TASK. The answer must be the full listing, reproduced without any change.
★ ★ ★ ★ ★
//! # Money Module
//!
//! Provides the `Money` type for prices and order totals.
//!
//! ## Why Integer Money?
//! ```text
//! ┌─────────────────────────────────────────────────────────────────────────┐
//! │  THE FLOATING POINT PROBLEM                                             │
//! │                                                                         │
//! │  The partner API sends prices as JSON numbers or strings:              │
//! │    "price": 199.5      "total_amount": "1280.00"                       │
//! │                                                                         │
//! │  Parsing those through f64 and back invites drift:                     │
//! │    0.1 + 0.2 = 0.30000000000000004                                      │
//! │                                                                         │
//! │  OUR SOLUTION: Integer Cents, parsed from the decimal TEXT             │
//! │    "199.5"  → 19950 cents                                               │
//! │    1280     → 128000 cents                                              │
//! │    Floats only appear when a value is written back onto the wire.     │
//! └─────────────────────────────────────────────────────────────────────────┘
//! ```
//!
//! ## Usage
//! ```rust
//! use ruten_core::money::Money;
//!
//! let price = Money::parse_decimal("199.5").unwrap();
//! assert_eq!(price.cents(), 19950);
//! assert_eq!(price.to_decimal_string(), "199.50");
//! ```

use serde::{Deserialize, Serialize};
use serde_json::Value;
use std::fmt;
use std::ops::{Add, Sub};

use crate::error::ValidationError;

// =============================================================================
// Money Type
// =============================================================================

/// A monetary value in the smallest currency unit (cents).
///
/// ## Design Decisions
/// - **i64 (signed)**: refunds can be represented as negative amounts
/// - **Single field tuple struct**: zero-cost abstraction over i64
/// - **Serialized as cents**: the local database and internal JSON use cents;
///   the remote wire format goes through [`Money::to_wire`]
#[derive(Debug, Clone, Copy, PartialEq, Eq, PartialOrd, Ord, Hash, Serialize, Deserialize)]
pub struct Money(i64);

impl Money {
    /// Creates a Money value from cents.
    ///
    /// ## Example
    /// ```rust
    /// use ruten_core::money::Money;
    ///
    /// let price = Money::from_cents(19950);
    /// assert_eq!(price.cents(), 19950);
    /// ```
    #[inline]
    pub const fn from_cents(cents: i64) -> Self {
        Money(cents)
    }

    /// Returns the value in cents.
    #[inline]
    pub const fn cents(&self) -> i64 {
        self.0
    }

    /// Returns zero money value.
    #[inline]
    pub const fn zero() -> Self {
        Money(0)
    }

    /// Checks if the value is zero.
    #[inline]
    pub const fn is_zero(&self) -> bool {
        self.0 == 0
    }

    /// Checks if the value is negative.
    #[inline]
    pub const fn is_negative(&self) -> bool {
        self.0 < 0
    }

    /// Parses a decimal amount such as `"199"`, `"199.5"` or `"-12.05"`.
    ///
    /// ## Rules
    /// - Optional leading `-` or `+`
    /// - At most two fractional digits (trailing zeros beyond that are allowed)
    /// - Surrounding whitespace is ignored
    /// - Exponent notation is rejected
    ///
    /// ## Example
    /// ```rust
    /// use ruten_core::money::Money;
    ///
    /// assert_eq!(Money::parse_decimal("1280.00").unwrap().cents(), 128000);
    /// assert!(Money::parse_decimal("12.345").is_err());
    /// assert!(Money::parse_decimal("abc").is_err());
    /// ```
    pub fn parse_decimal(input: &str) -> Result<Self, ValidationError> {
        let invalid = |reason: &str| ValidationError::InvalidFormat {
            field: "amount".to_string(),
            reason: format!("'{}' {}", input, reason),
        };

        let trimmed = input.trim();
        let (negative, digits) = match trimmed.strip_prefix('-') {
            Some(rest) => (true, rest),
            None => (false, trimmed.strip_prefix('+').unwrap_or(trimmed)),
        };

        let (major_str, minor_str) = match digits.split_once('.') {
            Some((major, minor)) => (major, minor),
            None => (digits, ""),
        };

        if major_str.is_empty() && minor_str.is_empty() {
            return Err(invalid("is not a number"));
        }
        if !major_str.chars().all(|c| c.is_ascii_digit())
            || !minor_str.chars().all(|c| c.is_ascii_digit())
        {
            return Err(invalid("is not a decimal number"));
        }

        // "12.500" is fine, "12.345" is not
        let significant_minor = minor_str.trim_end_matches('0');
        if significant_minor.len() > 2 {
            return Err(invalid("has more than two decimal places"));
        }

        let major: i64 = if major_str.is_empty() {
            0
        } else {
            major_str
                .parse()
                .map_err(|_| invalid("is out of range"))?
        };

        let minor: i64 = match significant_minor.len() {
            0 => 0,
            1 => significant_minor.parse::<i64>().map_err(|_| invalid("is malformed"))? * 10,
            _ => significant_minor.parse().map_err(|_| invalid("is malformed"))?,
        };

        let cents = major
            .checked_mul(100)
            .and_then(|c| c.checked_add(minor))
            .ok_or_else(|| invalid("is out of range"))?;

        Ok(Money(if negative { -cents } else { cents }))
    }

    /// Parses an amount from a JSON value (number or numeric string).
    ///
    /// Numbers go through their textual form, so `199.5` never touches
    /// floating point arithmetic on the way in.
    pub fn from_json(value: &Value) -> Result<Self, ValidationError> {
        match value {
            Value::Number(n) => Money::parse_decimal(&n.to_string()),
            Value::String(s) => Money::parse_decimal(s),
            other => Err(ValidationError::InvalidFormat {
                field: "amount".to_string(),
                reason: format!("expected number or numeric string, got {}", other),
            }),
        }
    }

    /// Formats the amount as a plain decimal string with two places.
    pub fn to_decimal_string(&self) -> String {
        let sign = if self.0 < 0 { "-" } else { "" };
        let abs = self.0.unsigned_abs();
        format!("{}{}.{:02}", sign, abs / 100, abs % 100)
    }

    /// Converts the amount to the JSON number the partner API expects.
    ///
    /// Whole amounts are sent as integers (`199`), others as decimals
    /// (`199.5`). This is the only place money becomes a float.
    pub fn to_wire(&self) -> Value {
        if self.0 % 100 == 0 {
            Value::from(self.0 / 100)
        } else {
            Value::from(self.0 as f64 / 100.0)
        }
    }
}

// =============================================================================
// Trait Implementations
// =============================================================================

impl fmt::Display for Money {
    fn fmt(&self, f: &mut fmt::Formatter<'_>) -> fmt::Result {
        write!(f, "NT${}", self.to_decimal_string())
    }
}

impl Default for Money {
    fn default() -> Self {
        Money::zero()
    }
}

impl Add for Money {
    type Output = Self;

    #[inline]
    fn add(self, other: Self) -> Self {
        Money(self.0 + other.0)
    }
}

impl Sub for Money {
    type Output = Self;

    #[inline]
    fn sub(self, other: Self) -> Self {
        Money(self.0 - other.0)
    }
}

// =============================================================================
// Unit Tests
// =============================================================================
★ ★ ★ ★ ★
YOUR RESPONSE.
//! # Money Module
//!
//! Provides the `Money` type for prices and order totals.
//!
//! ## Why Integer Money?
//! ```text
//! ┌─────────────────────────────────────────────────────────────────────────┐
//! │  THE FLOATING POINT PROBLEM                                             │
//! │                                                                         │
//! │  The partner API sends prices as JSON numbers or strings:              │
//! │    "price": 199.5      "total_amount": "1280.00"                       │
//! │                                                                         │
//! │  Parsing those through f64 and back invites drift:                     │
//! │    0.1 + 0.2 = 0.30000000000000004                                      │
//! │                                                                         │
//! │  OUR SOLUTION: Integer Cents, parsed from the decimal TEXT             │
//! │    "199.5"  → 19950 cents                                               │
//! │    1280     → 128000 cents                                              │
//! │    Floats only appear when a value is written back onto the wire.     │
//! └─────────────────────────────────────────────────────────────────────────┘
//! ```
//!
//! ## Usage
//! ```rust
//! use ruten_core::money::Money;
//!
//! let price = Money::parse_decimal("199.5").unwrap();
//! assert_eq!(price.cents(), 19950);
//! assert_eq!(price.to_decimal_string(), "199.50");
//! ```

use serde::{Deserialize, Serialize};
use serde_json::Value;
use std::fmt;
use std::ops::{Add, Sub};

use crate::error::ValidationError;

// =============================================================================
// Money Type
// =============================================================================

/// A monetary value in the smallest currency unit (cents).
///
/// ## Design Decisions
/// - **i64 (signed)**: refunds can be represented as negative amounts
/// - **Single field tuple struct**: zero-cost abstraction over i64
/// - **Serialized as cents**: the local database and internal JSON use cents;
///   the remote wire format goes through [`Money::to_wire`]
#[derive(Debug, Clone, Copy, PartialEq, Eq, PartialOrd, Ord, Hash, Serialize, Deserialize)]
pub struct Money(i64);

impl Money {
    /// Creates a Money value from cents.
    ///
    /// ## Example
    /// ```rust
    /// use ruten_core::money::Money;
    ///
    /// let price = Money::from_cents(19950);
    /// assert_eq!(price.cents(), 19950);
    /// ```
    #[inline]
    pub const fn from_cents(cents: i64) -> Self {
        Money(cents)
    }

    /// Returns the value in cents.
    #[inline]
    pub const fn cents(&self) -> i64 {
        self.0
    }

    /// Returns zero money value.
    #[inline]
    pub const fn zero() -> Self {
        Money(0)
    }

    /// Checks if the value is zero.
    #[inline]
    pub const fn is_zero(&self) -> bool {
        self.0 == 0
    }

    /// Checks if the value is negative.
    #[inline]
    pub const fn is_negative(&self) -> bool {
        self.0 < 0
    }

    /// Parses a decimal amount such as `"199"`, `"199.5"` or `"-12.05"`.
    ///
    /// ## Rules
    /// - Optional leading `-` or `+`
    /// - At most two fractional digits (trailing zeros beyond that are allowed)
    /// - Surrounding whitespace is ignored
    /// - Exponent notation is rejected
    ///
    /// ## Example
    /// ```rust
    /// use ruten_core::money::Money;
    ///
    /// assert_eq!(Money::parse_decimal("1280.00").unwrap().cents(), 128000);
    /// assert!(Money::parse_decimal("12.345").is_err());
    /// assert!(Money::parse_decimal("abc").is_err());
    /// ```
    pub fn parse_decimal(input: &str) -> Result<Self, ValidationError> {
        let invalid = |reason: &str| ValidationError::InvalidFormat {
            field: "amount".to_string(),
            reason: format!("'{}' {}", input, reason),
        };

        let trimmed = input.trim();
        let (negative, digits) = match trimmed.strip_prefix('-') {
            Some(rest) => (true, rest),
            None => (false, trimmed.strip_prefix('+').unwrap_or(trimmed)),
        };

        let (major_str, minor_str) = match digits.split_once('.') {
            Some((major, minor)) => (major, minor),
            None => (digits, ""),
        };

        if major_str.is_empty() && minor_str.is_empty() {
            return Err(invalid("is not a number"));
        }
        if !major_str.chars().all(|c| c.is_ascii_digit())
            || !minor_str.chars().all(|c| c.is_ascii_digit())
        {
            return Err(invalid("is not a decimal number"));
        }

        // "12.500" is fine, "12.345" is not
        let significant_minor = minor_str.trim_end_matches('0');
        if significant_minor.len() > 2 {
            return Err(invalid("has more than two decimal places"));
        }

        let major: i64 = if major_str.is_empty() {
            0
        } else {
            major_str
                .parse()
                .map_err(|_| invalid("is out of range"))?
        };

        let minor: i64 = match significant_minor.len() {
            0 => 0,
            1 => significant_minor.parse::<i64>().map_err(|_| invalid("is malformed"))? * 10,
            _ => significant_minor.parse().map_err(|_| invalid("is malformed"))?,
        };

        let cents = major
            .checked_mul(100)
            .and_then(|c| c.checked_add(minor))
            .ok_or_else(|| invalid("is out of range"))?;

        Ok(Money(if negative { -cents } else { cents }))
    }

    /// Parses an amount from a JSON value (number or numeric string).
    ///
    /// Numbers go through their textual form, so `199.5` never touches
    /// floating point arithmetic on the way in.
    pub fn from_json(value: &Value) -> Result<Self, ValidationError> {
        match value {
            Value::Number(n) => Money::parse_decimal(&n.to_string()),
            Value::String(s) => Money::parse_decimal(s),
            other => Err(ValidationError::InvalidFormat {
                field: "amount".to_string(),
                reason: format!("expected number or numeric string, got {}", other),
            }),
        }
    }

    /// Formats the amount as a plain decimal string with two places.
    pub fn to_decimal_string(&self) -> String {
        let sign = if self.0 < 0 { "-" } else { "" };
        let abs = self.0.unsigned_abs();
        format!("{}{}.{:02}", sign, abs / 100, abs % 100)
    }

    /// Converts the amount to the JSON number the partner API expects.
    ///
    /// Whole amounts are sent as integers (`199`), others as decimals
    /// (`199.5`). This is the only place money becomes a float.
    pub fn to_wire(&self) -> Value {
        if self.0 % 100 == 0 {
            Value::from(self.0 / 100)
        } else {
            Value::from(self.0 as f64 / 100.0)
        }
    }
}

// =============================================================================
// Trait Implementations
// =============================================================================

impl fmt::Display for Money {
    fn fmt(&self, f: &mut fmt::Formatter<'_>) -> fmt::Result {
        write!(f, "NT${}", self.to_decimal_string())
    }
}

impl Default for Money {
    fn default() -> Self {
        Money::zero()
    }
}

impl Add for Money {
    type Output = Self;

    #[inline]
    fn add(self, other: Self) -> Self {
        Money(self.0 + other.0)
    }
}

impl Sub for Money {
    type Output = Self;

    #[inline]
    fn sub(self, other: Self) -> Self {
        Money(self.0 - other.0)
    }
}

// =============================================================================
// Unit Tests
// =============================================================================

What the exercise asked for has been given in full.